_What is required_
Using the string "after" as the key, pull each matching line out of the records below.

### Provided records

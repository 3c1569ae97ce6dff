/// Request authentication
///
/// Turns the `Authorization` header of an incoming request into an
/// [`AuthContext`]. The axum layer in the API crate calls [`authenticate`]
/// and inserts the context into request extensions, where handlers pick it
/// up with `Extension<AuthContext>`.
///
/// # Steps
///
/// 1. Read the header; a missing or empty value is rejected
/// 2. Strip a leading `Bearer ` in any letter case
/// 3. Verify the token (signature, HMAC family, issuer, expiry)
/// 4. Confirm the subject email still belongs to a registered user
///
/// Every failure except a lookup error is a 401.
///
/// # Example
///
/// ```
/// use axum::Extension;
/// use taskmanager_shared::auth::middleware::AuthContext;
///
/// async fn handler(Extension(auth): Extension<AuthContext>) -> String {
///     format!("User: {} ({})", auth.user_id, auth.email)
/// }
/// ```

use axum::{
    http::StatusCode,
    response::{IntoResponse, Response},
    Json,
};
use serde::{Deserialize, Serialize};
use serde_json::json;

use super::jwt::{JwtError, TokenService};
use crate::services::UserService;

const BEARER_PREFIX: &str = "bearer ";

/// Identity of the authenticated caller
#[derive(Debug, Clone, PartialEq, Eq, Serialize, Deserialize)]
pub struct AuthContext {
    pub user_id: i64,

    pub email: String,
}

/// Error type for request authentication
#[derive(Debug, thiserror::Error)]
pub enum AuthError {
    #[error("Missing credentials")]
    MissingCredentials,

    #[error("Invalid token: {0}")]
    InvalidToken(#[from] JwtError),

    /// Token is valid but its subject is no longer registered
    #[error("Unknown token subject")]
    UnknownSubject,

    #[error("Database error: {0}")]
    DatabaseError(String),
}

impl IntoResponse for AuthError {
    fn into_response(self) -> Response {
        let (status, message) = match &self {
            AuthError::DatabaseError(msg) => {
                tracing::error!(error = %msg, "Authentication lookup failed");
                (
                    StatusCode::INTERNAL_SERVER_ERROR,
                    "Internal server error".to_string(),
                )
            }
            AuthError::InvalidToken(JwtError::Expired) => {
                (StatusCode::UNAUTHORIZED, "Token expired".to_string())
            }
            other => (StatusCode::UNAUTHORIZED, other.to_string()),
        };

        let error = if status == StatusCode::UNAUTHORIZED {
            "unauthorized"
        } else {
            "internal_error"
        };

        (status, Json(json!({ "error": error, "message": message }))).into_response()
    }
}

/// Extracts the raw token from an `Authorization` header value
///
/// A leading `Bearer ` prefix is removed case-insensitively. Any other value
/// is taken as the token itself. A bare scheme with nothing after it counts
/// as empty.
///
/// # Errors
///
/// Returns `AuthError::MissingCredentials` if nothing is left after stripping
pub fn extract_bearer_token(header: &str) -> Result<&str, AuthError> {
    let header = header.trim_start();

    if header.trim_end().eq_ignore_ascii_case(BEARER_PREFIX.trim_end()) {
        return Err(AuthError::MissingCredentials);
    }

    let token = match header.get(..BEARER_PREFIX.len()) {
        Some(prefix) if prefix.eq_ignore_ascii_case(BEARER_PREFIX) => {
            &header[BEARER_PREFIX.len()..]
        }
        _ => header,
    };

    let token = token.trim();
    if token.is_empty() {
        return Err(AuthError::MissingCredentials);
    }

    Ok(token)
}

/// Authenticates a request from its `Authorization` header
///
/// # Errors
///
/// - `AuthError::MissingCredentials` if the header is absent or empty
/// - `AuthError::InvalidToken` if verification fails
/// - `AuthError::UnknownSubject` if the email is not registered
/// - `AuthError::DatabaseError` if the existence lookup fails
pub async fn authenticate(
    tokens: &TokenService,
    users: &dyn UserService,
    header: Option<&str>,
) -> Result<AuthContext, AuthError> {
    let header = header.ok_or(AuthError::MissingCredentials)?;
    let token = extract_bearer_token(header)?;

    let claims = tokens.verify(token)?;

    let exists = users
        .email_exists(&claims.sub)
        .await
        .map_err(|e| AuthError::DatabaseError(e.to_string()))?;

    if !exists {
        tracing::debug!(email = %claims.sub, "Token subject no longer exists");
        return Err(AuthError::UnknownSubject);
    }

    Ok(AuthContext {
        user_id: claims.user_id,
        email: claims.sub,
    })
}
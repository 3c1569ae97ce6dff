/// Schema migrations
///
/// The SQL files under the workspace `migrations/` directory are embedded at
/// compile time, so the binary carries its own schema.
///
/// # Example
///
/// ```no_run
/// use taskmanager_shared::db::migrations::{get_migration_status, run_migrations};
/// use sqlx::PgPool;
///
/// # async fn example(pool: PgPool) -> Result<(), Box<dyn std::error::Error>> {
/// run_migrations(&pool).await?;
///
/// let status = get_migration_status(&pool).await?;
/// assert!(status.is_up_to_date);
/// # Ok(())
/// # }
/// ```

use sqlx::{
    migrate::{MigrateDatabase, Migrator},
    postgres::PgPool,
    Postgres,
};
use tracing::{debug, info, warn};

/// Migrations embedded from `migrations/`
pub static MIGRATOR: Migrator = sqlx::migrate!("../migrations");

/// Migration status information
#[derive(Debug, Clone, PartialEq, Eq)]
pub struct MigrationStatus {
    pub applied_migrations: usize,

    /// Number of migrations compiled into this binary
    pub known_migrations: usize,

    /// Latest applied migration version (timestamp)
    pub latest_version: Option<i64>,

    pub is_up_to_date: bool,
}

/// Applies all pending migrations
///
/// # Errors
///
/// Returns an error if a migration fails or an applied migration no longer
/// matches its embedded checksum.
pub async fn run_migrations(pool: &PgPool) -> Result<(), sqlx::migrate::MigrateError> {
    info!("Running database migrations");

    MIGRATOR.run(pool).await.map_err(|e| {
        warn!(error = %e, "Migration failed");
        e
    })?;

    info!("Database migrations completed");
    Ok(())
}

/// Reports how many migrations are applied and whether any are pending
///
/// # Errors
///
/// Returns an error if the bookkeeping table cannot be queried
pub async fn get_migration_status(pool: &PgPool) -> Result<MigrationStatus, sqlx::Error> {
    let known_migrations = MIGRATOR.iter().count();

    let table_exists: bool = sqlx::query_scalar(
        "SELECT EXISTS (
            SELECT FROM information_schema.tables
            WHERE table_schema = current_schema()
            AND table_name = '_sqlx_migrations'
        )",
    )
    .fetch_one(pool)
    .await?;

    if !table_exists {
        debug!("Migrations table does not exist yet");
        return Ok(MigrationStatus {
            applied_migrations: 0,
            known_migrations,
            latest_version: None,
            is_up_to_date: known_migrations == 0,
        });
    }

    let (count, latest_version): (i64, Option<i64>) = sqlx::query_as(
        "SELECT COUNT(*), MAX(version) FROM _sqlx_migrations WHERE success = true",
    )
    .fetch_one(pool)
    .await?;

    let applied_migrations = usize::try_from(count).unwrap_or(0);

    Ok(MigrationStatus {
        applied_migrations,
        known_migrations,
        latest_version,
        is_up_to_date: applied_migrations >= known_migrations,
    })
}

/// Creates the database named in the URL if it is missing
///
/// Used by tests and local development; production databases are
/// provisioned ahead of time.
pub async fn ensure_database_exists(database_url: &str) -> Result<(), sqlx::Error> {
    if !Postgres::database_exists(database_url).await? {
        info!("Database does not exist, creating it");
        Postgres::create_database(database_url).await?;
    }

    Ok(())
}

######

_Solution to this exercise_
/// is taken as the token itself. A bare scheme with nothing after it counts
/// Returns `AuthError::MissingCredentials` if nothing is left after stripping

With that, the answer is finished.